Gene expression profiling is among the most commonly used analytical tools in biomedical research and is applied to predict preclinical and clinical endpoints, e.g. diagnosis of disease, risk assessment and response to treatment. However, the reliability of these predictions has not yet been established.
Johan Trygg and Max Bylesjö, researchers at Umeå University, have participated in a large international project (MAQC-II) aimed to examine and generate "best practice" protocols in data analysis for predicting clinical endpoints based on gene expression data. This project was coordinated by the United States Food and Drug Administration (FDA) and is part of its recent launch of a "Critical Path Initiative" to medical product development. The Umeå University researchers contributed with their expertise in the multivariate data analysis technique known as chemometrics.

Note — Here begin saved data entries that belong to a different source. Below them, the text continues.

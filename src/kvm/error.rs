//! Error types for the KVM driver.

use camino::Utf8PathBuf;
use thiserror::Error;

use crate::bundle::BundleError;
use crate::discovery::DiscoveryError;
use crate::driver::MachineState;
use crate::hypervisor::{HypervisorError, ResourceKind};
use crate::image::ImageError;

/// Errors raised by KVM driver operations.
///
/// Every hypervisor failure is wrapped with the operation the driver was
/// performing so the host tool receives a causal chain.
#[derive(Debug, Error)]
pub enum KvmDriverError {
    /// Raised when a hypervisor call fails during a named operation.
    #[error("{operation}: {source}")]
    Hypervisor {
        /// Operation the driver was performing.
        operation: &'static str,
        /// Failure reported at the hypervisor seam.
        #[source]
        source: HypervisorError,
    },
    /// Raised when the boot image cannot be staged.
    #[error("staging boot image: {0}")]
    Image(#[from] ImageError),
    /// Raised when the cert bundle cannot be built.
    #[error("building cert bundle: {0}")]
    Bundle(#[from] BundleError),
    /// Raised when the machine directory cannot be prepared.
    #[error("preparing machine directory {path}: {message}")]
    MachineDir {
        /// Directory being prepared.
        path: Utf8PathBuf,
        /// Underlying failure.
        message: String,
    },
    /// Raised when address discovery fails hard.
    #[error("discovering machine address: {0}")]
    Discovery(#[from] DiscoveryError),
    /// Raised when the start sequence runs out of address poll attempts.
    #[error("machine did not report an IP address after {attempts} attempts")]
    NoAddressAfterTimeout {
        /// Poll attempts performed.
        attempts: u32,
    },
    /// Raised when the stop sequence runs out of state poll attempts.
    #[error("could not stop machine after {attempts} attempts, current state {last_state}")]
    StopTimeout {
        /// Poll attempts performed.
        attempts: u32,
        /// State observed on the final poll.
        last_state: MachineState,
    },
    /// Raised when an address is requested while the machine is not running.
    #[error("host is not running")]
    NotRunning,
    /// Raised when the machine is running but no lease has been recorded.
    #[error("machine is running but no address has been assigned yet")]
    AddressUnassigned,
    /// Raised when teardown fails on a sub-resource that was still present.
    #[error("removing {kind}: {source}")]
    Teardown {
        /// Sub-resource being removed.
        kind: ResourceKind,
        /// Failure reported at the hypervisor seam.
        #[source]
        source: HypervisorError,
    },
}

impl KvmDriverError {
    pub(super) const fn hypervisor(operation: &'static str, source: HypervisorError) -> Self {
        Self::Hypervisor { operation, source }
    }

    pub(super) const fn teardown(kind: ResourceKind, source: HypervisorError) -> Self {
        Self::Teardown { kind, source }
    }
}
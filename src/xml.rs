//! Rendering of hypervisor definition documents.
//!
//! Pure functions from [`MachineConfig`] to the XML the hypervisor consumes
//! for domains, storage volumes, and networks. The field layout is fixed by
//! the hypervisor's schema; every configured value is substituted verbatim.

use crate::driver::MachineConfig;

/// Name of the shared NAT network every machine's first interface joins.
pub const DEFAULT_NETWORK_NAME: &str = "default";

/// Name of the storage pool machine volumes are allocated in.
pub const DEFAULT_POOL_NAME: &str = "default";

/// Gateway address of the private machine network.
pub const PRIVATE_GATEWAY: &str = "192.168.39.1";

/// Netmask of the private machine network.
pub const PRIVATE_NETMASK: &str = "255.255.255.0";

/// First address handed out on the private machine network.
pub const PRIVATE_DHCP_START: &str = "192.168.39.2";

/// Last address handed out on the private machine network.
pub const PRIVATE_DHCP_END: &str = "192.168.39.254";

/// Gateway address of the shared default network.
pub const DEFAULT_GATEWAY: &str = "192.168.122.1";

/// UUID assigned when the shared default network has to be created from
/// scratch.
pub const DEFAULT_NETWORK_UUID: &str = "dd8fe884-6c02-601e-7551-cca97df1c5df";

/// MAC address assigned when the shared default network has to be created
/// from scratch.
pub const DEFAULT_NETWORK_MAC: &str = "52:54:00:10:56:14";

/// Owner and group identifier for allocated volumes (the qemu user).
pub const VOLUME_OWNER: u32 = 107;

/// Renders the compute domain definition.
///
/// Boot order is cdrom-then-disk: the staged boot image on the CD-ROM
/// device, the machine's raw disk behind it, and two network interfaces
/// (the shared default network first, the private network second).
#[must_use]
pub fn domain(config: &MachineConfig) -> String {
    format!(
        r"<domain type='kvm'>
  <name>{name}</name>
  <memory unit='MB'>{memory}</memory>
  <vcpu>{cpu}</vcpu>
  <features>
    <acpi/>
    <apic/>
    <pae/>
  </features>
  <os>
    <type>hvm</type>
    <boot dev='cdrom'/>
    <boot dev='hd'/>
    <bootmenu enable='no'/>
  </os>
  <devices>
    <disk type='file' device='cdrom'>
      <source file='{iso}'/>
      <target dev='hdc' bus='ide'/>
      <readonly/>
    </disk>
    <disk type='file' device='disk'>
      <driver name='qemu' type='raw' cache='{cache}' io='threads'/>
      <source file='{disk}'/>
      <target dev='hda' bus='ide'/>
    </disk>
    <interface type='network'>
      <source network='{default_net}'/>
    </interface>
    <interface type='network'>
      <source network='{network}'/>
    </interface>
    <serial type='pty'>
      <target port='0'/>
    </serial>
    <console type='pty'>
      <target port='0'/>
    </console>
  </devices>
</domain>
",
        name = config.name,
        memory = config.memory_mb,
        cpu = config.cpu_count,
        iso = config.iso_path,
        cache = config.cache_mode,
        disk = config.disk_path,
        default_net = DEFAULT_NETWORK_NAME,
        network = config.network_name,
    )
}

/// Renders the storage volume definition for the machine's disk.
#[must_use]
pub fn volume(config: &MachineConfig) -> String {
    format!(
        r"<volume>
  <name>{name}</name>
  <capacity unit='MB'>{capacity}</capacity>
  <target>
    <format type='raw'/>
    <permissions>
      <owner>{owner}</owner>
      <group>{owner}</group>
      <mode>0644</mode>
    </permissions>
  </target>
</volume>
",
        name = config.volume_name(),
        capacity = config.disk_size_mb,
        owner = VOLUME_OWNER,
    )
}

/// Renders the private machine network definition with its fixed DHCP range.
#[must_use]
pub fn private_network(name: &str) -> String {
    format!(
        r"<network>
  <name>{name}</name>
  <ip address='{gateway}' netmask='{netmask}'>
    <dhcp>
      <range start='{start}' end='{end}'/>
    </dhcp>
  </ip>
</network>
",
        gateway = PRIVATE_GATEWAY,
        netmask = PRIVATE_NETMASK,
        start = PRIVATE_DHCP_START,
        end = PRIVATE_DHCP_END,
    )
}

/// Renders the shared default NAT network definition, used only when a host
/// has no default network at all.
#[must_use]
pub fn default_network() -> String {
    format!(
        r"<network>
  <name>{name}</name>
  <uuid>{uuid}</uuid>
  <forward mode='nat'/>
  <bridge name='virbr0' stp='on' delay='0'/>
  <mac address='{mac}'/>
  <ip address='{gateway}' netmask='255.255.255.0'>
    <dhcp>
      <range start='192.168.122.2' end='192.168.122.254'/>
    </dhcp>
  </ip>
</network>
",
        name = DEFAULT_NETWORK_NAME,
        uuid = DEFAULT_NETWORK_UUID,
        mac = DEFAULT_NETWORK_MAC,
        gateway = DEFAULT_GATEWAY,
    )
}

The results have been published in the latest issue of the journal Nature Biotechnology.
Gene expression data can be used for diagnosis, early detection (screening) and prediction of response to treatment. However, the reliability of the predicted clinical endpoint can profoundly influence the results. In this project, gene expression profiles for 13 different endpoints from more than 3100 samples, including breast and lung cancer, were analyzed by 36 independent analysis teams that generated more than 30,000 prediction models for these 13 endpoints. This provides a unique resource for regulatory agencies and scientists.
"Even though the primary goal was not to evaluate individual contributions, I was very happy to see that our OPLS prediction models did so well, and ranked highest for one of the 13 endpoints," says Johan Trygg, associate professor, Computational Life Science Cluster (CLiC) at Umeå University, coordinator of the Swedish effort.
A large effort was put into the structure and review of the data analysis protocol, generation of 36 candidate models and the statistical validation, including blinded validation sets. Three observations were particularly highlighted. (1) The performance of the prediction models depend largely on the quality and relevance of data (2) The experience and proficiency of the data analysis team are crucial factors for success (3) Different prediction methods yield similar prediction results.
Understanding the limitations using gene expression data for predicting clinical endpoints is critical to the formulation of general guidelines and procedures for safe and effective use, e.g. development of diagnostic tests. The "best practice" guidelines provided by this unprecedented collaboration provide a solid foundation for other types of high-dimensional biological data such as proteins and metabolites to be applied for personalized medicine.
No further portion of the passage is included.